- [What you will do]: What lines in the data below mention the string "reqwest"? Copy them out.

---

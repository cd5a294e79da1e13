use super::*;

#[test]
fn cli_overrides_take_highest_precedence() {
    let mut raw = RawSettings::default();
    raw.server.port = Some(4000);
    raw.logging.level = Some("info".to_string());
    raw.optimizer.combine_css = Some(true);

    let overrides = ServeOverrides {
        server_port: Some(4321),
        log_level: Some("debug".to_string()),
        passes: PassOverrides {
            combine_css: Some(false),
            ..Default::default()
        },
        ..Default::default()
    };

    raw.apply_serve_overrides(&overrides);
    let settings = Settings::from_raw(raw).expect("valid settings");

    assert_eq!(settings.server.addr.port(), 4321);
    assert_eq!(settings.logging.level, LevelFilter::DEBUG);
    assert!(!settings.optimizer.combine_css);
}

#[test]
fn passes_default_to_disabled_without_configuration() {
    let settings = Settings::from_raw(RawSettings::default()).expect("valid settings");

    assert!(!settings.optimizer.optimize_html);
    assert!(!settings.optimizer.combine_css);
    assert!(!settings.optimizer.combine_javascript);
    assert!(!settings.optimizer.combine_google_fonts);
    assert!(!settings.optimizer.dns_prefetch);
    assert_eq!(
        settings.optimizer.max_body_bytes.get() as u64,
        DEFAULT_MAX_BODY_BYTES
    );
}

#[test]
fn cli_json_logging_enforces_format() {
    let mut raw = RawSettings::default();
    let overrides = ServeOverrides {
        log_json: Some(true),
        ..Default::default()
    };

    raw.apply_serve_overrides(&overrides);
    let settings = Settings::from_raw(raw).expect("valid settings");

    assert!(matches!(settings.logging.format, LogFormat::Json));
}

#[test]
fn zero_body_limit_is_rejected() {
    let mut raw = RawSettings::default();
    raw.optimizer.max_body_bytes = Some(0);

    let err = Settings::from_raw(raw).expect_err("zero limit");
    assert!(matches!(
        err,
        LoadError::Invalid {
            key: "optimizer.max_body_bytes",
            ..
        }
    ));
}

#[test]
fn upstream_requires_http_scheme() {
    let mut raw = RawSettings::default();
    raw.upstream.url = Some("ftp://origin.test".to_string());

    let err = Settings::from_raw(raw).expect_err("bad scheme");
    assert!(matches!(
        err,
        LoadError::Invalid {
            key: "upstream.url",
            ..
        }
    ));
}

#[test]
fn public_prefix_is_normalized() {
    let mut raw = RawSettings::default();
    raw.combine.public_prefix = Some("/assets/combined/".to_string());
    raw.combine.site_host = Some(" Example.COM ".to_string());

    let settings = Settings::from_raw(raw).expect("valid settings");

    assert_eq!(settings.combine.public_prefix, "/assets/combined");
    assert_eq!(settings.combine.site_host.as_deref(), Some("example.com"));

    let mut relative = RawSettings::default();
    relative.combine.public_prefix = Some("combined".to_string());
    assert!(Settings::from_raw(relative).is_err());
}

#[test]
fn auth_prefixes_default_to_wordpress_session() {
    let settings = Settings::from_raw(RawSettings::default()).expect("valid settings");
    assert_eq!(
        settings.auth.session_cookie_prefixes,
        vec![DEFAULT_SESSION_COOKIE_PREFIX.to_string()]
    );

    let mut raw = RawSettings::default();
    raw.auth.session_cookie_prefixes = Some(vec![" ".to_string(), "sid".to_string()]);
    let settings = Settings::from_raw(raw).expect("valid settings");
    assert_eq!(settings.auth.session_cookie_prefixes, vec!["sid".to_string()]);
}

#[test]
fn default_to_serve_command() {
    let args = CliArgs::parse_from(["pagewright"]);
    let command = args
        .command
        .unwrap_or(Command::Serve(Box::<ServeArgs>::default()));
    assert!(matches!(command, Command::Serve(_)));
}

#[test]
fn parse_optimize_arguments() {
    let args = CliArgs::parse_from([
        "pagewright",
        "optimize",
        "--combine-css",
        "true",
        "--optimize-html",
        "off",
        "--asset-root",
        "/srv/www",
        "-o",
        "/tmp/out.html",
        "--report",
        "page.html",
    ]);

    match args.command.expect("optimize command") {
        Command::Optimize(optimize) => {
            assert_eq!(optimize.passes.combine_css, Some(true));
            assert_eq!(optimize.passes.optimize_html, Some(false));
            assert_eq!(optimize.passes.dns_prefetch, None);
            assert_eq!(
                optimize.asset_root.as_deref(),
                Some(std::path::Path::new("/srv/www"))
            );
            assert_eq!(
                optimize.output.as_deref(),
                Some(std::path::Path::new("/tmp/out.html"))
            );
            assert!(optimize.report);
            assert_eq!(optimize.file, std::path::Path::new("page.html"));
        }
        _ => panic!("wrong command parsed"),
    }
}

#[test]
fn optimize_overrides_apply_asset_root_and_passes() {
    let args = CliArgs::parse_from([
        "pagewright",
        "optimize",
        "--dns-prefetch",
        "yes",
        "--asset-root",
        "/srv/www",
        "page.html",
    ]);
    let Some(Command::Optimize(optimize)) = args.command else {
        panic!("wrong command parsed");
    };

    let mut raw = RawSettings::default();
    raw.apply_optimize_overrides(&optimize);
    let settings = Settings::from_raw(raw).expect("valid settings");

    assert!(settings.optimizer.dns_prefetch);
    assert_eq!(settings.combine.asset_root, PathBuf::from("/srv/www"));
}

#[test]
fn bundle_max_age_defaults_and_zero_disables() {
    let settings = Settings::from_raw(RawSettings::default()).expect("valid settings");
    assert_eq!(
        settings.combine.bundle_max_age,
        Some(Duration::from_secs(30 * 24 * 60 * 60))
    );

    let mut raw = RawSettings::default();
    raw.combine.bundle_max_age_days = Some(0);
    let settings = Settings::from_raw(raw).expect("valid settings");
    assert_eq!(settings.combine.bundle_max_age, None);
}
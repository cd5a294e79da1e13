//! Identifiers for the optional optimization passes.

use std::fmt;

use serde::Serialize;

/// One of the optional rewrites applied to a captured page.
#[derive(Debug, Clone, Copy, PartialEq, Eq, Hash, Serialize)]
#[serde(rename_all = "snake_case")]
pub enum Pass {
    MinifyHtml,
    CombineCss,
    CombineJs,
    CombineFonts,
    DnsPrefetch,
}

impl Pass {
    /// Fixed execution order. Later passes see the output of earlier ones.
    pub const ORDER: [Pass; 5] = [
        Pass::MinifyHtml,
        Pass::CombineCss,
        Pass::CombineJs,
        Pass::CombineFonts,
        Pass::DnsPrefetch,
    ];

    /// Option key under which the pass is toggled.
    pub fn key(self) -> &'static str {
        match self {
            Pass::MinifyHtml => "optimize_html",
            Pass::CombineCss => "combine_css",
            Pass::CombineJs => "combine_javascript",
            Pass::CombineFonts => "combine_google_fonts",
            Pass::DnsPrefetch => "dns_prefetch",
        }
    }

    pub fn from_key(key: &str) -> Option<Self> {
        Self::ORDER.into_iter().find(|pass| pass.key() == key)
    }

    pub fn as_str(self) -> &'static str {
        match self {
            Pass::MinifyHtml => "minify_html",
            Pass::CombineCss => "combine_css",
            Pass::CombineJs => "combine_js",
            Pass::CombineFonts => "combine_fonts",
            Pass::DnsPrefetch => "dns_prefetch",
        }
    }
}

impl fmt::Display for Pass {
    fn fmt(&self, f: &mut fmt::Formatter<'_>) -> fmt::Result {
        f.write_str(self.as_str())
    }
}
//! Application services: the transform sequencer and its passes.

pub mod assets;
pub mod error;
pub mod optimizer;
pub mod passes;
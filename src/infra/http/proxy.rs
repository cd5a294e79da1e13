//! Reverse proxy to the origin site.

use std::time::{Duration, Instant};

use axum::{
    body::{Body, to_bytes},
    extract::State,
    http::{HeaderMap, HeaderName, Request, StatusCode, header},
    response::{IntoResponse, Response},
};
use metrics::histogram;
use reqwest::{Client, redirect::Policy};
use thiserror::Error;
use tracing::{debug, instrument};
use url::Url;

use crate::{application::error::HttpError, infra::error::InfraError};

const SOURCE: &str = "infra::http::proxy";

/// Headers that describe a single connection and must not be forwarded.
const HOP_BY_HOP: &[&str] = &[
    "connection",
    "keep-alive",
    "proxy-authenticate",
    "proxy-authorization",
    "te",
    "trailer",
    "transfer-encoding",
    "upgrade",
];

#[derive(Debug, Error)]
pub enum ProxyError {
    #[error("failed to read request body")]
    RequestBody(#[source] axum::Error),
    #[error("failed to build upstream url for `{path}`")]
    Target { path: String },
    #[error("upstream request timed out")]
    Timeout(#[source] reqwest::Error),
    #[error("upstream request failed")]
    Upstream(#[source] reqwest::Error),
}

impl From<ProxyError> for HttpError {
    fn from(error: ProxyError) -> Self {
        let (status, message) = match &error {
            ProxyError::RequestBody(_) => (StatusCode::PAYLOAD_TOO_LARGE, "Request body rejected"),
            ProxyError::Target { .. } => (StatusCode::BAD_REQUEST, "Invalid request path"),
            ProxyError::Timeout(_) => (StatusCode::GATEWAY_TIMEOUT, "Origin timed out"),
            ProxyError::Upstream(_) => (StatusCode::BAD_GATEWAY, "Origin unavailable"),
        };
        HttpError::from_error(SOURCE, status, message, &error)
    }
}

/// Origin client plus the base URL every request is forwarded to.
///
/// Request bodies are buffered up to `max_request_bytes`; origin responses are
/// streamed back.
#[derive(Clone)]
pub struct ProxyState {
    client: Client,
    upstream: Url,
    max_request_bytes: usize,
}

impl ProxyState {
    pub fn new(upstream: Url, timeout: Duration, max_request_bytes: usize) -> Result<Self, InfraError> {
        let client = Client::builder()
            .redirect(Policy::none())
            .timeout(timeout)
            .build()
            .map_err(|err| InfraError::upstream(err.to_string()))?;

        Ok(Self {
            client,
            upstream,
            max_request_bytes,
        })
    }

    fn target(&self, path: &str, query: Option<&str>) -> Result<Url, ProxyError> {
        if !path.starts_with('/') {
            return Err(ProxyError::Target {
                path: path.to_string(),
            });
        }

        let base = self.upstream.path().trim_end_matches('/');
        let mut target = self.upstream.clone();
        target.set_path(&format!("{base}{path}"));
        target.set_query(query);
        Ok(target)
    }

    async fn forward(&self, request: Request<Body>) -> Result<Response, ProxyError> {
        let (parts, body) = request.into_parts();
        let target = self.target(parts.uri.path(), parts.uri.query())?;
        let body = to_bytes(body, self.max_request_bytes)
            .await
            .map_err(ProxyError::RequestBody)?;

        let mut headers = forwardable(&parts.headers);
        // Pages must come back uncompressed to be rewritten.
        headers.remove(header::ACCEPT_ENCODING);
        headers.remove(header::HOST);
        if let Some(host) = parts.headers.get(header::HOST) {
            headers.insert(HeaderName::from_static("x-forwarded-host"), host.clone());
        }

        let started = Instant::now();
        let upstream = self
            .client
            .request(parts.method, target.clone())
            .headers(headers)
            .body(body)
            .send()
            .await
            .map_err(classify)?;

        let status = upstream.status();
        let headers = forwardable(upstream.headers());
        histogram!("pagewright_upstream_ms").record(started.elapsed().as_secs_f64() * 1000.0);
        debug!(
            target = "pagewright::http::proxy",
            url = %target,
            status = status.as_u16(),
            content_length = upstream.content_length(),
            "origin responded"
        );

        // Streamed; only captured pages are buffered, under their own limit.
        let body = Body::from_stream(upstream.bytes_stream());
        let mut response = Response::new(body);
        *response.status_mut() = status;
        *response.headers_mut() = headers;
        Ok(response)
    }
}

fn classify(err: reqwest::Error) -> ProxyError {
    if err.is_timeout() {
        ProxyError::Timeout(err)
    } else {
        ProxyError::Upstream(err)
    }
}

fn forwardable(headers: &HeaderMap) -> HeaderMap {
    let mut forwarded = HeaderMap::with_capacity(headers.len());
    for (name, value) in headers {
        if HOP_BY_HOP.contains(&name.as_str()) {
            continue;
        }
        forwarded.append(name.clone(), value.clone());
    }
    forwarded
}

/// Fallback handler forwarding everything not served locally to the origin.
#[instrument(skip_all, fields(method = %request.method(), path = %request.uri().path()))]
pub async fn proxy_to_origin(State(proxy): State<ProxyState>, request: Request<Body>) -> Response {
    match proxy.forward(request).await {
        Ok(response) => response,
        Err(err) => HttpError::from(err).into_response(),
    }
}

---

- [Exercise answer]:
use reqwest::{Client, redirect::Policy};
    Timeout(#[source] reqwest::Error),
    Upstream(#[source] reqwest::Error),
fn classify(err: reqwest::Error) -> ProxyError {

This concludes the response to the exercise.